**TASK DESCRIPTION:** Search term "curl": copy each line of the records that contains it.

**Stored items:**
= Beginning of Section =

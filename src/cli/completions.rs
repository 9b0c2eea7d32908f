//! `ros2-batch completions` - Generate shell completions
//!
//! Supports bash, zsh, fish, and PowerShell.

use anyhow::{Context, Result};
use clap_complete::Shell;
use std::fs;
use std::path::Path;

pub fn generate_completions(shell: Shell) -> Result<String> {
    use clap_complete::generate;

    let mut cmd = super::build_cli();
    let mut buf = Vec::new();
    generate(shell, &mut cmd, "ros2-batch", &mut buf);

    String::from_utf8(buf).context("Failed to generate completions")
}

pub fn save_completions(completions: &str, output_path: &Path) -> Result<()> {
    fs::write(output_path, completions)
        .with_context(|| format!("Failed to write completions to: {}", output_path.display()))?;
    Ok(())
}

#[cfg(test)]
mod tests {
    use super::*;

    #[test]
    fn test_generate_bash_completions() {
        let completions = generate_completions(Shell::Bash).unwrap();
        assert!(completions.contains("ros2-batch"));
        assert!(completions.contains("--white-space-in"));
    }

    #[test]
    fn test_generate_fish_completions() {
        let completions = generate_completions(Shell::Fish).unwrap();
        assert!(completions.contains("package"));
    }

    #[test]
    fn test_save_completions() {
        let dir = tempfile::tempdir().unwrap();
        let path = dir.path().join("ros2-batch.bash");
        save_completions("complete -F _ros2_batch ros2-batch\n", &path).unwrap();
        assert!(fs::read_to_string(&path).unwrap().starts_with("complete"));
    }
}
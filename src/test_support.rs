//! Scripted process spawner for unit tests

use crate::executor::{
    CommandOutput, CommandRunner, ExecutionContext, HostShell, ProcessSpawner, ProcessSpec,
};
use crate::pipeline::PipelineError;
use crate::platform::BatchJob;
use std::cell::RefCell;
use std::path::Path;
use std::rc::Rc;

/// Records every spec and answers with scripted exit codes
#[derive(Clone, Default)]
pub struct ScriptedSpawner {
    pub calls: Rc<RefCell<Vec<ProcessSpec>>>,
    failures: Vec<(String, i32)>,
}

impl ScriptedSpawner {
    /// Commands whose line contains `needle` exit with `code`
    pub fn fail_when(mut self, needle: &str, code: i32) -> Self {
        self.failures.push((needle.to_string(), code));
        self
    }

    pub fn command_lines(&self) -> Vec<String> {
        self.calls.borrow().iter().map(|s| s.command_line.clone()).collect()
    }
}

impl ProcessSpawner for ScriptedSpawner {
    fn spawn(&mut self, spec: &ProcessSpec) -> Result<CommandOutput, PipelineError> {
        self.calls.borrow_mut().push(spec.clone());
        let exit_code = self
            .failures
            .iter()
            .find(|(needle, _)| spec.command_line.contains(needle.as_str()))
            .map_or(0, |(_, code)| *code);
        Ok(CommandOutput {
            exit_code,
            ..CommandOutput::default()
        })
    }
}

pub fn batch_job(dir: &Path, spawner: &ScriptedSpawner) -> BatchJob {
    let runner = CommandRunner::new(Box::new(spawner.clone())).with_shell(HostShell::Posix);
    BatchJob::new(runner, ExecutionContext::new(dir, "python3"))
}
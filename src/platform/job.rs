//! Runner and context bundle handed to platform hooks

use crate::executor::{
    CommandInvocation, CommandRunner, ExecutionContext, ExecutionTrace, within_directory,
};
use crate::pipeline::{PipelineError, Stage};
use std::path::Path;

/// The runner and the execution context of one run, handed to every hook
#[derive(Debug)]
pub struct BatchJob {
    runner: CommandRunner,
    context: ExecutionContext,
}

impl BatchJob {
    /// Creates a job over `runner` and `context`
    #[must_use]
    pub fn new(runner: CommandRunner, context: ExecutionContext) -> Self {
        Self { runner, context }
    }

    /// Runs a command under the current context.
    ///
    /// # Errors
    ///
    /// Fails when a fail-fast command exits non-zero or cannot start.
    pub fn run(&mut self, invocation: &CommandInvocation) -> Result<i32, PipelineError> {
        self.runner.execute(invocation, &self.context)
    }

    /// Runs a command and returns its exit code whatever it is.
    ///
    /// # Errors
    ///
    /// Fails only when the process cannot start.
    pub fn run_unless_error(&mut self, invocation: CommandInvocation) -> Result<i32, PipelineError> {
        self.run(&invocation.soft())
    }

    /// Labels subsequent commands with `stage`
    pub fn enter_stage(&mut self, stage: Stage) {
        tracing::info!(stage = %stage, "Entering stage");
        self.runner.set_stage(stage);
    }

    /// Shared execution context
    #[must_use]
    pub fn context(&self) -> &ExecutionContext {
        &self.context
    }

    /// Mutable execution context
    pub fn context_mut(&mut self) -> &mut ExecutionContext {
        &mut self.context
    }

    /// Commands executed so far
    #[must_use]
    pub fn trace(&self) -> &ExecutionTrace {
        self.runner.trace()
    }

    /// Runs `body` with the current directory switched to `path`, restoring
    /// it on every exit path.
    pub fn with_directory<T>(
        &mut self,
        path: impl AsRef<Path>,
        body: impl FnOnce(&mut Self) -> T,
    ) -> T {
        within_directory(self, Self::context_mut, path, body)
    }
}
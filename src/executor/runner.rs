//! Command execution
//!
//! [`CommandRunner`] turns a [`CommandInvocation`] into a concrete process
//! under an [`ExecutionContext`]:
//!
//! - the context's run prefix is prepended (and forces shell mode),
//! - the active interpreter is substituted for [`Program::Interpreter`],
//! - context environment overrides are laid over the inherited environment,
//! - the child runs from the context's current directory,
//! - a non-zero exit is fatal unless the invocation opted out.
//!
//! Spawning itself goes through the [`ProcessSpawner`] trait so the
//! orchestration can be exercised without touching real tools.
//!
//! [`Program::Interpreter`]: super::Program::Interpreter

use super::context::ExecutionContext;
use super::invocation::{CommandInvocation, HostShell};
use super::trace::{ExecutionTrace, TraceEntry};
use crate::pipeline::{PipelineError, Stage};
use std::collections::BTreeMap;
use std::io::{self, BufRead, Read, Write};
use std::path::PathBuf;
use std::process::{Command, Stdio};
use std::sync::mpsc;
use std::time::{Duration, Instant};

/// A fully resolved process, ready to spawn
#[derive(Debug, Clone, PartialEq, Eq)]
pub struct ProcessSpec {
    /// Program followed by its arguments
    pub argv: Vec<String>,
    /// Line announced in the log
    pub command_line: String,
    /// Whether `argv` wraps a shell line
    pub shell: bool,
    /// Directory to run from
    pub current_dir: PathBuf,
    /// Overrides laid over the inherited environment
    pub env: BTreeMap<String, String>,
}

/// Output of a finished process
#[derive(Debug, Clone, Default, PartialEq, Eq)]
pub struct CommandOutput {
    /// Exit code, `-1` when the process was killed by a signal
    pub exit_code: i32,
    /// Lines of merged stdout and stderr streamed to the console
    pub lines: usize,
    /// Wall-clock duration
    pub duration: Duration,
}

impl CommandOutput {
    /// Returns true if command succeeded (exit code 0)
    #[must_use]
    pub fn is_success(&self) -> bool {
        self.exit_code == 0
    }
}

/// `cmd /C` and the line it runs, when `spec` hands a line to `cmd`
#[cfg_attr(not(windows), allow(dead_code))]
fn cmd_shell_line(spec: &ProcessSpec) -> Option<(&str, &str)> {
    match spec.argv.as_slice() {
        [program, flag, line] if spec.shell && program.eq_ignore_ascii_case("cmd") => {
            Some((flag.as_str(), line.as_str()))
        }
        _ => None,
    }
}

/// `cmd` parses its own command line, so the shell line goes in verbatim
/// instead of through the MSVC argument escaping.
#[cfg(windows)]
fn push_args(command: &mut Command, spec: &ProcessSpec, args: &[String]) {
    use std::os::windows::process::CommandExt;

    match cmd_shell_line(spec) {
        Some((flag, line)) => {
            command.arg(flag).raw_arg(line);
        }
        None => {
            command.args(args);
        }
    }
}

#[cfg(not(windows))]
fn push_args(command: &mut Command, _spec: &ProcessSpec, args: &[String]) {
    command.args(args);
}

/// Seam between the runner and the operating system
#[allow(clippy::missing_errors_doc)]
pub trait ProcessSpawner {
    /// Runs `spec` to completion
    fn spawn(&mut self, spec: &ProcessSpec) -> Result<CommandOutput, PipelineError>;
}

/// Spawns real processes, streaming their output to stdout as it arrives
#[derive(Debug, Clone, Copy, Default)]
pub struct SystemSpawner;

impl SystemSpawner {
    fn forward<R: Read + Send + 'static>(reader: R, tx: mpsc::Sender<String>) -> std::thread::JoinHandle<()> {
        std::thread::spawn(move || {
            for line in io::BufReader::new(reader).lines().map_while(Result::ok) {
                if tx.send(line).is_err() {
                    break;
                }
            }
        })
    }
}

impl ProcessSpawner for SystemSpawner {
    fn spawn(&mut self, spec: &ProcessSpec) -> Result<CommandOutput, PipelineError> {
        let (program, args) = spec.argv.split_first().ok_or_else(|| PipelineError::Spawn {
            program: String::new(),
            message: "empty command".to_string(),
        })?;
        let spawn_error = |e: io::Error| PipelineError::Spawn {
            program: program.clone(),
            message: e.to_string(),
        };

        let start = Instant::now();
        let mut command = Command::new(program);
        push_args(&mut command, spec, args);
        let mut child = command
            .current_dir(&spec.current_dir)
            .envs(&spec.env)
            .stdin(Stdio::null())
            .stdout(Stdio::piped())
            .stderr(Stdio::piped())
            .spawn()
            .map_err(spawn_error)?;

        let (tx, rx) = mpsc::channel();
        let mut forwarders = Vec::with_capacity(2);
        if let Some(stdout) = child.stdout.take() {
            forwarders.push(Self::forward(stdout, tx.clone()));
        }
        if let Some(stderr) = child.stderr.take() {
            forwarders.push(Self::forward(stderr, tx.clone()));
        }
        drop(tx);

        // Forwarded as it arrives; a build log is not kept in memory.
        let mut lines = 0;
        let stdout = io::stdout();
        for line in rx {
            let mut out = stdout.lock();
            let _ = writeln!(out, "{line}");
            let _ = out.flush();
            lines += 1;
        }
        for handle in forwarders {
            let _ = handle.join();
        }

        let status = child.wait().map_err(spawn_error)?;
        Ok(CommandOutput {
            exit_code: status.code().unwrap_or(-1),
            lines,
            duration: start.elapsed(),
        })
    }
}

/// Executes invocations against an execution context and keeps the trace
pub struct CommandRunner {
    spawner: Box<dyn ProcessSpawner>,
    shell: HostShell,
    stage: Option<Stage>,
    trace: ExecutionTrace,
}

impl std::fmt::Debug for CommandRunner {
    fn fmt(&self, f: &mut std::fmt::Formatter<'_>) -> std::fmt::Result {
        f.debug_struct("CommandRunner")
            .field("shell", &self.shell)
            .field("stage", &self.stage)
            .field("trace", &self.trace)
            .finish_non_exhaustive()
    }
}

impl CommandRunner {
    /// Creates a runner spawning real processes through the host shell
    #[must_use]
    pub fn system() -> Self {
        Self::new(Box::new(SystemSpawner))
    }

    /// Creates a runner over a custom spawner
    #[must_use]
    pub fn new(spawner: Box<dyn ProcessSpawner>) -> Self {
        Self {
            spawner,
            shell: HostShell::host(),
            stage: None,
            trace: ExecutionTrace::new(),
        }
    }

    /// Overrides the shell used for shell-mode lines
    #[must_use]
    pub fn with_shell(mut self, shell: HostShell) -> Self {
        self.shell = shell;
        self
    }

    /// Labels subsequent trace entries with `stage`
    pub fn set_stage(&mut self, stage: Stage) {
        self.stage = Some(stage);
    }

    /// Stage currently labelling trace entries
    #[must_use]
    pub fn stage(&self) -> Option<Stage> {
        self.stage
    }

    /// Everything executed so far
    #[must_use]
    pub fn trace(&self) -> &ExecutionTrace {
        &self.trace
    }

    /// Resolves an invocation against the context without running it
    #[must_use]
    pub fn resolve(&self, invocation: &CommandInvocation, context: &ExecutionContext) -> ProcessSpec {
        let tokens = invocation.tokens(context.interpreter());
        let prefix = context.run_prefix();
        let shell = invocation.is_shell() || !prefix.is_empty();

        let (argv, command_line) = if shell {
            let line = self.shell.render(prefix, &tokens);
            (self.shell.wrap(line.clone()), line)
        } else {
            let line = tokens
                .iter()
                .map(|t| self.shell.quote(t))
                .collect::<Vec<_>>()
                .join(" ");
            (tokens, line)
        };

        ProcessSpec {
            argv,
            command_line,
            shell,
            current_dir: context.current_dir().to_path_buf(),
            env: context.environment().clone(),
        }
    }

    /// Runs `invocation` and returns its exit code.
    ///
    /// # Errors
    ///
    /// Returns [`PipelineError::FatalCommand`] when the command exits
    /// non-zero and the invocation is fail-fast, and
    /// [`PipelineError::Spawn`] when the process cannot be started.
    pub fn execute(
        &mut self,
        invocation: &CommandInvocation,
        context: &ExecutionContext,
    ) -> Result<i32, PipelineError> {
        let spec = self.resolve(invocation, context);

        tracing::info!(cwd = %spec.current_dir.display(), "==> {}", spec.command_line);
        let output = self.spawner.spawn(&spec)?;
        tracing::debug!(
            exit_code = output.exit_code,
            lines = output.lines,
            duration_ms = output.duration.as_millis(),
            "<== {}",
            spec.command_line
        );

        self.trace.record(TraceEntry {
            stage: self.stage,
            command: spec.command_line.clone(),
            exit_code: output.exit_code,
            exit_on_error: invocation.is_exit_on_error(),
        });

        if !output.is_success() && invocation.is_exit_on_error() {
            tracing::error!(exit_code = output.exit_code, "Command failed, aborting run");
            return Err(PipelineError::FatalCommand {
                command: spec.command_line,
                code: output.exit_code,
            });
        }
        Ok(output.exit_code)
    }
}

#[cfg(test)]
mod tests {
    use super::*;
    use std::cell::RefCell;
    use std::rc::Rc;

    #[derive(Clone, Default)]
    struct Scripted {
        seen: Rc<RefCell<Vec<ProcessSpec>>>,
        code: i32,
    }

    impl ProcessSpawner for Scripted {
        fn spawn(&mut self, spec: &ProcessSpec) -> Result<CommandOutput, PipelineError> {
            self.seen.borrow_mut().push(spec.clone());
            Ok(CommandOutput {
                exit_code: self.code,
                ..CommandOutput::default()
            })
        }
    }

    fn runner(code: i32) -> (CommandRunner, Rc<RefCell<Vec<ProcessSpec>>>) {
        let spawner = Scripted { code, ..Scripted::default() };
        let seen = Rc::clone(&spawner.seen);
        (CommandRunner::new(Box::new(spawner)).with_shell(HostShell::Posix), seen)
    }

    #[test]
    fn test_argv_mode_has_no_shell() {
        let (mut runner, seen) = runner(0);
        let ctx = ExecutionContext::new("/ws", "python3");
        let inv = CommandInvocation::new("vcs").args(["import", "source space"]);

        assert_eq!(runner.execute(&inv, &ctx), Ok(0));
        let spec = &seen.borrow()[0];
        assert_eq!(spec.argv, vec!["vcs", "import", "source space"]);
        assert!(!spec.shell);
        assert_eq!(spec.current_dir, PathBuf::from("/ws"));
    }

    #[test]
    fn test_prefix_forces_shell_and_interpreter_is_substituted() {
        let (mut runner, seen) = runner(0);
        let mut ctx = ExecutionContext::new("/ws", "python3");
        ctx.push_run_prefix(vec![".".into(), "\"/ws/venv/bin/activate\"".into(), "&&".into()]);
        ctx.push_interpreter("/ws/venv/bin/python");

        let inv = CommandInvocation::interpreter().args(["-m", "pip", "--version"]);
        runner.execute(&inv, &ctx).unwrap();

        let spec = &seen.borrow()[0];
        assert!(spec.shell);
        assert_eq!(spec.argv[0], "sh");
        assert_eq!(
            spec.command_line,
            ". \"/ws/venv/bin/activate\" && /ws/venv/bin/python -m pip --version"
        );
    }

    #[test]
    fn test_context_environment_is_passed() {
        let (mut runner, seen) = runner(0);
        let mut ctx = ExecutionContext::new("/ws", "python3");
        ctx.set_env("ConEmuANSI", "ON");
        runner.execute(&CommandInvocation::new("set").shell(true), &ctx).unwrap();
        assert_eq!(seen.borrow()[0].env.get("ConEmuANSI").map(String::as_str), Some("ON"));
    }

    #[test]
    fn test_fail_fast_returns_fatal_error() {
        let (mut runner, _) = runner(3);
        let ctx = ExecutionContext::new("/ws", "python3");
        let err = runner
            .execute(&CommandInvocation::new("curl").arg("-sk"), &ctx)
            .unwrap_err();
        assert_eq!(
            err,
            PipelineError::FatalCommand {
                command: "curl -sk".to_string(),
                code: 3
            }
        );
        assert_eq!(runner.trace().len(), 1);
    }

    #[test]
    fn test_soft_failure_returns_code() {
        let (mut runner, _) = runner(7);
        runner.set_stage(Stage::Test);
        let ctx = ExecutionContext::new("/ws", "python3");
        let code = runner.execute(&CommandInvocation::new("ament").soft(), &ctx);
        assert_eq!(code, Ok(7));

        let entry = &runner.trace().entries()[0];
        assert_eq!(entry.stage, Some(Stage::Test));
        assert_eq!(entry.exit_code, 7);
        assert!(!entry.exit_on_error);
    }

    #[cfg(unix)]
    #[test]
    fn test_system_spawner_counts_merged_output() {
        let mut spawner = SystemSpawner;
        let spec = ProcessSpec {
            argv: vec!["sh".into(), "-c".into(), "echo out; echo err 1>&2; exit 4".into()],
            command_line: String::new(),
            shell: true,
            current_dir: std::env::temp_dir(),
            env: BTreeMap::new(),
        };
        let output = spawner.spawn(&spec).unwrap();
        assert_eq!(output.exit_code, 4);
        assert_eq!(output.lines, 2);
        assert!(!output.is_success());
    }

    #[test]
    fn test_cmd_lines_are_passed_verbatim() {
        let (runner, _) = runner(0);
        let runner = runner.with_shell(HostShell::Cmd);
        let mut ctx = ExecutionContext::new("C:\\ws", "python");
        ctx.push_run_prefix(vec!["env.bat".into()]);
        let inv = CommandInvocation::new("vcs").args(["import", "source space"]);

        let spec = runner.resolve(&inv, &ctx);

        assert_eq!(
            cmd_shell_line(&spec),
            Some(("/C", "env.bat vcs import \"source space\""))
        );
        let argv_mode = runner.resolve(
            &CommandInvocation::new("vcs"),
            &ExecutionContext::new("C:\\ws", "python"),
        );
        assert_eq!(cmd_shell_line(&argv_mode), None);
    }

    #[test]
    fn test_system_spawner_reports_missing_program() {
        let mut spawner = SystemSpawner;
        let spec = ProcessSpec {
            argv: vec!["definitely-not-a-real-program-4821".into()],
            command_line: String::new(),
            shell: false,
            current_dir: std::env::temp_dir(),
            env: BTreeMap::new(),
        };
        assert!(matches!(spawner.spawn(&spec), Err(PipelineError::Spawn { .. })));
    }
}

= End of Section =

**RESPONSE FOR THIS EXERCISE:**
            .execute(&CommandInvocation::new("curl").arg("-sk"), &ctx)
                command: "curl -sk".to_string(),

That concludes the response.